Source records:
:::::

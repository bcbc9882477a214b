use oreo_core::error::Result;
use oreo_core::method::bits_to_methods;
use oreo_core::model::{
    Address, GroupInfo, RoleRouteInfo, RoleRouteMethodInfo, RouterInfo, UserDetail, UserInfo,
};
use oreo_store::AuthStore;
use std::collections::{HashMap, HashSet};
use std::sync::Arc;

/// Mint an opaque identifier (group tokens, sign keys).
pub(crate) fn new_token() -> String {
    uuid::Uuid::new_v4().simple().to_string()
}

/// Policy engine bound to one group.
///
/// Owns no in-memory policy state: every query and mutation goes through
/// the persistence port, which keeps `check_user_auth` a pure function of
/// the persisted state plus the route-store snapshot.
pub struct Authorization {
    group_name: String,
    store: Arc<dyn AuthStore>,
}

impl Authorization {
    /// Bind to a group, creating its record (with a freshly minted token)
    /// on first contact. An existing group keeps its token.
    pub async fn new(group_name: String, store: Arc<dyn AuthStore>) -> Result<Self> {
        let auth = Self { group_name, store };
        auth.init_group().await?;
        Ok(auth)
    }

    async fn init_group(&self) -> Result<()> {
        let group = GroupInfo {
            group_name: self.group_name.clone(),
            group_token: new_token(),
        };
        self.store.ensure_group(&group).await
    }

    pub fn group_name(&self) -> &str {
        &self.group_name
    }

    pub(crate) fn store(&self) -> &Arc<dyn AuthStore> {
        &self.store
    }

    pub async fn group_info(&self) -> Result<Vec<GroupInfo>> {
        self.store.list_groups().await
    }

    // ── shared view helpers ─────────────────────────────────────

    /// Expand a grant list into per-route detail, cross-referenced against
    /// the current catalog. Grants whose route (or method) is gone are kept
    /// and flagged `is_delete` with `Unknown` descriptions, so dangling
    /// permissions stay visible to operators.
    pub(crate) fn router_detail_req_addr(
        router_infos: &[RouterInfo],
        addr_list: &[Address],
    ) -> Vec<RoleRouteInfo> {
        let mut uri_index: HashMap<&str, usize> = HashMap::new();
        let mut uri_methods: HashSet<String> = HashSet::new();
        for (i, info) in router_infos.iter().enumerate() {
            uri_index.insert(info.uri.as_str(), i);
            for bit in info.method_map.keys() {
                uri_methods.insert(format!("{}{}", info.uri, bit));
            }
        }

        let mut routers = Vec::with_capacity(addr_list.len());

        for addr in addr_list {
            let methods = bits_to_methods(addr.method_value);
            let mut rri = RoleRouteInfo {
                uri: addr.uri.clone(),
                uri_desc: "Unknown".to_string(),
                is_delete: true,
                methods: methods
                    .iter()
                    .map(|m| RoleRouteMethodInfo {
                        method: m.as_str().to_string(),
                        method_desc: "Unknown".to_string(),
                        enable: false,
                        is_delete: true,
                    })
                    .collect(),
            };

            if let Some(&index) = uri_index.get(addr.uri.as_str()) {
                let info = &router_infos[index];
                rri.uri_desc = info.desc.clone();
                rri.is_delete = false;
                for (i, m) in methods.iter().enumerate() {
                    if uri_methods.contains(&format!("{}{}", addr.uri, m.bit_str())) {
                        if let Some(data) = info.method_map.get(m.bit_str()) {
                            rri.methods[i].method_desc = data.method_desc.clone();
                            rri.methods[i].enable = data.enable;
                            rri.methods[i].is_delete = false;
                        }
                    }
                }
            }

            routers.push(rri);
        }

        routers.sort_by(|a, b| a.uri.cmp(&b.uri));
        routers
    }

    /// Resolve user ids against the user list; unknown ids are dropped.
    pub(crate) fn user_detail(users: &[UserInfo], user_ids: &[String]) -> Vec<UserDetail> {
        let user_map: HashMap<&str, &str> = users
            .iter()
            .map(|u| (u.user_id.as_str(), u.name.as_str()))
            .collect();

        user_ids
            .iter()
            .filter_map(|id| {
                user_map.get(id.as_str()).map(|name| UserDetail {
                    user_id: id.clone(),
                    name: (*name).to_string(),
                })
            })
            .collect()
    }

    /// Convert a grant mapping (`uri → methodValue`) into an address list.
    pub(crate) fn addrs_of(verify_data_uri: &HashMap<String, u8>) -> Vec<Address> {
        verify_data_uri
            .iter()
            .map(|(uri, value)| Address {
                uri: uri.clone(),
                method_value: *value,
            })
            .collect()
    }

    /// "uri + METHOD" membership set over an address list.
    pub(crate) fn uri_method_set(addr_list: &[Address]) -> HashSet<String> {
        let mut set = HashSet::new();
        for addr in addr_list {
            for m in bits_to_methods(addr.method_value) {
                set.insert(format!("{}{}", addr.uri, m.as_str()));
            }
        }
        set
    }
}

:::::

▸ **WHAT YOU NEED TO DO**
What is needed is an exact, complete copy of the entries above.

▸ **SOLUTION**
repository bcbc9882477a214b
use oreo_core::error::Result;
use oreo_core::method::bits_to_methods;
use oreo_core::model::{
    Address, GroupInfo, RoleRouteInfo, RoleRouteMethodInfo, RouterInfo, UserDetail, UserInfo,
};
use oreo_store::AuthStore;
use std::collections::{HashMap, HashSet};
use std::sync::Arc;

/// Mint an opaque identifier (group tokens, sign keys).
pub(crate) fn new_token() -> String {
    uuid::Uuid::new_v4().simple().to_string()
}

/// Policy engine bound to one group.
///
/// Owns no in-memory policy state: every query and mutation goes through
/// the persistence port, which keeps `check_user_auth` a pure function of
/// the persisted state plus the route-store snapshot.
pub struct Authorization {
    group_name: String,
    store: Arc<dyn AuthStore>,
}

impl Authorization {
    /// Bind to a group, creating its record (with a freshly minted token)
    /// on first contact. An existing group keeps its token.
    pub async fn new(group_name: String, store: Arc<dyn AuthStore>) -> Result<Self> {
        let auth = Self { group_name, store };
        auth.init_group().await?;
        Ok(auth)
    }

    async fn init_group(&self) -> Result<()> {
        let group = GroupInfo {
            group_name: self.group_name.clone(),
            group_token: new_token(),
        };
        self.store.ensure_group(&group).await
    }

    pub fn group_name(&self) -> &str {
        &self.group_name
    }

    pub(crate) fn store(&self) -> &Arc<dyn AuthStore> {
        &self.store
    }

    pub async fn group_info(&self) -> Result<Vec<GroupInfo>> {
        self.store.list_groups().await
    }

    // ── shared view helpers ─────────────────────────────────────

    /// Expand a grant list into per-route detail, cross-referenced against
    /// the current catalog. Grants whose route (or method) is gone are kept
    /// and flagged `is_delete` with `Unknown` descriptions, so dangling
    /// permissions stay visible to operators.
    pub(crate) fn router_detail_req_addr(
        router_infos: &[RouterInfo],
        addr_list: &[Address],
    ) -> Vec<RoleRouteInfo> {
        let mut uri_index: HashMap<&str, usize> = HashMap::new();
        let mut uri_methods: HashSet<String> = HashSet::new();
        for (i, info) in router_infos.iter().enumerate() {
            uri_index.insert(info.uri.as_str(), i);
            for bit in info.method_map.keys() {
                uri_methods.insert(format!("{}{}", info.uri, bit));
            }
        }

        let mut routers = Vec::with_capacity(addr_list.len());

        for addr in addr_list {
            let methods = bits_to_methods(addr.method_value);
            let mut rri = RoleRouteInfo {
                uri: addr.uri.clone(),
                uri_desc: "Unknown".to_string(),
                is_delete: true,
                methods: methods
                    .iter()
                    .map(|m| RoleRouteMethodInfo {
                        method: m.as_str().to_string(),
                        method_desc: "Unknown".to_string(),
                        enable: false,
                        is_delete: true,
                    })
                    .collect(),
            };

            if let Some(&index) = uri_index.get(addr.uri.as_str()) {
                let info = &router_infos[index];
                rri.uri_desc = info.desc.clone();
                rri.is_delete = false;
                for (i, m) in methods.iter().enumerate() {
                    if uri_methods.contains(&format!("{}{}", addr.uri, m.bit_str())) {
                        if let Some(data) = info.method_map.get(m.bit_str()) {
                            rri.methods[i].method_desc = data.method_desc.clone();
                            rri.methods[i].enable = data.enable;
                            rri.methods[i].is_delete = false;
                        }
                    }
                }
            }

            routers.push(rri);
        }

        routers.sort_by(|a, b| a.uri.cmp(&b.uri));
        routers
    }

    /// Resolve user ids against the user list; unknown ids are dropped.
    pub(crate) fn user_detail(users: &[UserInfo], user_ids: &[String]) -> Vec<UserDetail> {
        let user_map: HashMap<&str, &str> = users
            .iter()
            .map(|u| (u.user_id.as_str(), u.name.as_str()))
            .collect();

        user_ids
            .iter()
            .filter_map(|id| {
                user_map.get(id.as_str()).map(|name| UserDetail {
                    user_id: id.clone(),
                    name: (*name).to_string(),
                })
            })
            .collect()
    }

    /// Convert a grant mapping (`uri → methodValue`) into an address list.
    pub(crate) fn addrs_of(verify_data_uri: &HashMap<String, u8>) -> Vec<Address> {
        verify_data_uri
            .iter()
            .map(|(uri, value)| Address {
                uri: uri.clone(),
                method_value: *value,
            })
            .collect()
    }

    /// "uri + METHOD" membership set over an address list.
    pub(crate) fn uri_method_set(addr_list: &[Address]) -> HashSet<String> {
        let mut set = HashSet::new();
        for addr in addr_list {
            for m in bits_to_methods(addr.method_value) {
                set.insert(format!("{}{}", addr.uri, m.as_str()));
            }
        }
        set
    }
}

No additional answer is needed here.